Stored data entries
----------

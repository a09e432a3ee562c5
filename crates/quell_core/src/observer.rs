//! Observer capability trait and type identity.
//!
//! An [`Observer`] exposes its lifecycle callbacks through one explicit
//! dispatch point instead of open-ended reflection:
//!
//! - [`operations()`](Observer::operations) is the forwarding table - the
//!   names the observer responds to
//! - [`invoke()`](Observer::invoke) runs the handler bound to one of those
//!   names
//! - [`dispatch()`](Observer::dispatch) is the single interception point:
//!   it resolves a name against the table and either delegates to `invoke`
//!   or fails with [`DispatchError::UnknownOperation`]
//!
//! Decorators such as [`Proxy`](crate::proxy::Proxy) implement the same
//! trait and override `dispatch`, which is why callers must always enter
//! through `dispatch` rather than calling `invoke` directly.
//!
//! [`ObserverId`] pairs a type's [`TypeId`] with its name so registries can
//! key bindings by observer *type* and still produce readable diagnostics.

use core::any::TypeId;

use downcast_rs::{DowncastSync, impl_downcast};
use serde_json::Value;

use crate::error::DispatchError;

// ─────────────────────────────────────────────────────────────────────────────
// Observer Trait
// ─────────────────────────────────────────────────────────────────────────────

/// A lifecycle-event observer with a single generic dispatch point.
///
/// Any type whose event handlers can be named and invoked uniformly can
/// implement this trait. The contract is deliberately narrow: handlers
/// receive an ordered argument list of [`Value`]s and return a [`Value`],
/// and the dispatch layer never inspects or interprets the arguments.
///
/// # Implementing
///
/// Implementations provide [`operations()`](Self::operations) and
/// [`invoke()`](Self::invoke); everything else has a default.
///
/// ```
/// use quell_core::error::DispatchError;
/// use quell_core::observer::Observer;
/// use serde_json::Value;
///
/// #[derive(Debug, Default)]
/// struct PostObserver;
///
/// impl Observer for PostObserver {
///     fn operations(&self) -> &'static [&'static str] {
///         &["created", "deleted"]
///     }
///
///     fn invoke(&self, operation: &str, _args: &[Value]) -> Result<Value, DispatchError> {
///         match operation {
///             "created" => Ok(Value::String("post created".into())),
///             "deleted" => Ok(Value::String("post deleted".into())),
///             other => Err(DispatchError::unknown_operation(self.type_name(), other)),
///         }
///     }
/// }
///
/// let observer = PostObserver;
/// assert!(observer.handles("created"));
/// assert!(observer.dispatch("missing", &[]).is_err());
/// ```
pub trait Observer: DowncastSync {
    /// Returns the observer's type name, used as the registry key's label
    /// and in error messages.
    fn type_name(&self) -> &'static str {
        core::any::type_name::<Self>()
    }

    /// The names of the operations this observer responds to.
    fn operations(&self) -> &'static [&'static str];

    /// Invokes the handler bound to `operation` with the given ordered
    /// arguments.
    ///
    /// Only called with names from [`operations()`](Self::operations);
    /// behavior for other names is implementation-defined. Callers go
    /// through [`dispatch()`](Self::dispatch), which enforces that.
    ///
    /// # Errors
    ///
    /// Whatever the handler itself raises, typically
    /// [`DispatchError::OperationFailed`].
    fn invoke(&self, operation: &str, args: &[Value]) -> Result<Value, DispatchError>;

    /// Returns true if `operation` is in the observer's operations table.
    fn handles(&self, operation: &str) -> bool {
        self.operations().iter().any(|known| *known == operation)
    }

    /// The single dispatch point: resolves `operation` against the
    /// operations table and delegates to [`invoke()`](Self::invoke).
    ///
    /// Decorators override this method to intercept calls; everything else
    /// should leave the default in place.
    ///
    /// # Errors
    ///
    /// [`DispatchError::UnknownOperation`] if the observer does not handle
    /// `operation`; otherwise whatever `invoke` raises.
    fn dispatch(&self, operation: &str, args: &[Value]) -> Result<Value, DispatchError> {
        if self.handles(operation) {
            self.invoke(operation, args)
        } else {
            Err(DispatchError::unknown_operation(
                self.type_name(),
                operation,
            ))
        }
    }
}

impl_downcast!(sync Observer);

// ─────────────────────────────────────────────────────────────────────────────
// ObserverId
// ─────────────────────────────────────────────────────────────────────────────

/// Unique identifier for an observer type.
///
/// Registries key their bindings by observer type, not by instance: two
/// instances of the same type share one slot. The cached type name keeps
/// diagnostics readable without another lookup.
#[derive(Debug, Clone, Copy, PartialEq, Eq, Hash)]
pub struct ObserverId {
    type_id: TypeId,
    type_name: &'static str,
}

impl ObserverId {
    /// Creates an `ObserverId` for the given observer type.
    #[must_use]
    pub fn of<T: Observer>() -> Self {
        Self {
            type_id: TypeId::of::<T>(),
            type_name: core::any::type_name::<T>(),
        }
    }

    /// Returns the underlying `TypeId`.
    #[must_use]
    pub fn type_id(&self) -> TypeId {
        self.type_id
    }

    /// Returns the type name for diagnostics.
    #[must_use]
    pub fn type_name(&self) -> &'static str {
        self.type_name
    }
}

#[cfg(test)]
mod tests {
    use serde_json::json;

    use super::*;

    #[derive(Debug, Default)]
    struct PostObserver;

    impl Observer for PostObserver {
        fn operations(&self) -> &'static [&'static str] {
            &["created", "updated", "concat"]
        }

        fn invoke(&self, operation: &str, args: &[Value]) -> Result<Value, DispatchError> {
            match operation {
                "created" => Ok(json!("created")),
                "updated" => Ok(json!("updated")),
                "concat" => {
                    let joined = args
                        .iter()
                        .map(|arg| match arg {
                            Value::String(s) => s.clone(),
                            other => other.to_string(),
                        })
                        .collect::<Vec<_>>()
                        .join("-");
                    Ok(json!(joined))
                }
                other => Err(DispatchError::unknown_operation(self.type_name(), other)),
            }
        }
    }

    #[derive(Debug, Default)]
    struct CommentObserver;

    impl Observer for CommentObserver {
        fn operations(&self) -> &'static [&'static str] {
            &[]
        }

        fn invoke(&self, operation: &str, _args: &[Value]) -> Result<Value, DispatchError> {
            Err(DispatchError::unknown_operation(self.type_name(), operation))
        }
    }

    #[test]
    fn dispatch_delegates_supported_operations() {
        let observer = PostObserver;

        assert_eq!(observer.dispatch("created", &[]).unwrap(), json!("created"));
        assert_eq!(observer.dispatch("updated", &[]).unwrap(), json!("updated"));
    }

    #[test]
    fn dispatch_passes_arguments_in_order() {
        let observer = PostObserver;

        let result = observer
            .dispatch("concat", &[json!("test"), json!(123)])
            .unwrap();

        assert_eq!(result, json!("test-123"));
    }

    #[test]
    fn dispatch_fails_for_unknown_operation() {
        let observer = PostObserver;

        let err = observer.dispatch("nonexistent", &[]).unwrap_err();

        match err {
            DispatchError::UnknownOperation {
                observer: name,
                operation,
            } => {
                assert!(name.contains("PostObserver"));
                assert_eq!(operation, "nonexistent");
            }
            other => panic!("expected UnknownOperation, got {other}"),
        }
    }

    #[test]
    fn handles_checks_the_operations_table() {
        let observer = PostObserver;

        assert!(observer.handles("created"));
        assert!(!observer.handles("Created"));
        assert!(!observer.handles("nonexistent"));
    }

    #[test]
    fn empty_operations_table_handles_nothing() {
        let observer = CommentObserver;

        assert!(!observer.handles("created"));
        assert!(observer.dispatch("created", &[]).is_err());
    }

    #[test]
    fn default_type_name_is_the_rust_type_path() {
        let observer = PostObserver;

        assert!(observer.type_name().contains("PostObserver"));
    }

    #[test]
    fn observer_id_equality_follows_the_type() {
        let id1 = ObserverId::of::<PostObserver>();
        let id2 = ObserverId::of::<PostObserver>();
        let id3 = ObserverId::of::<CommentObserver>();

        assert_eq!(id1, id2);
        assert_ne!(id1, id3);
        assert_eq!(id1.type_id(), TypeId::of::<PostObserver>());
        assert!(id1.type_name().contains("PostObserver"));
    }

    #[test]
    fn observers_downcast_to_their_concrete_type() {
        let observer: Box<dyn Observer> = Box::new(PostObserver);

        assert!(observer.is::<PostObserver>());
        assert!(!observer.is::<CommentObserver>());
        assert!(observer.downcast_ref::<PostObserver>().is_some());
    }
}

----------

- _WHAT THIS TASK INVOLVES_: Copy out each line of the entries where the word "which" is found.

- _SOLUTION TO THIS TASK_:
//! trait and override `dispatch`, which is why callers must always enter
    /// through [`dispatch()`](Self::dispatch), which enforces that.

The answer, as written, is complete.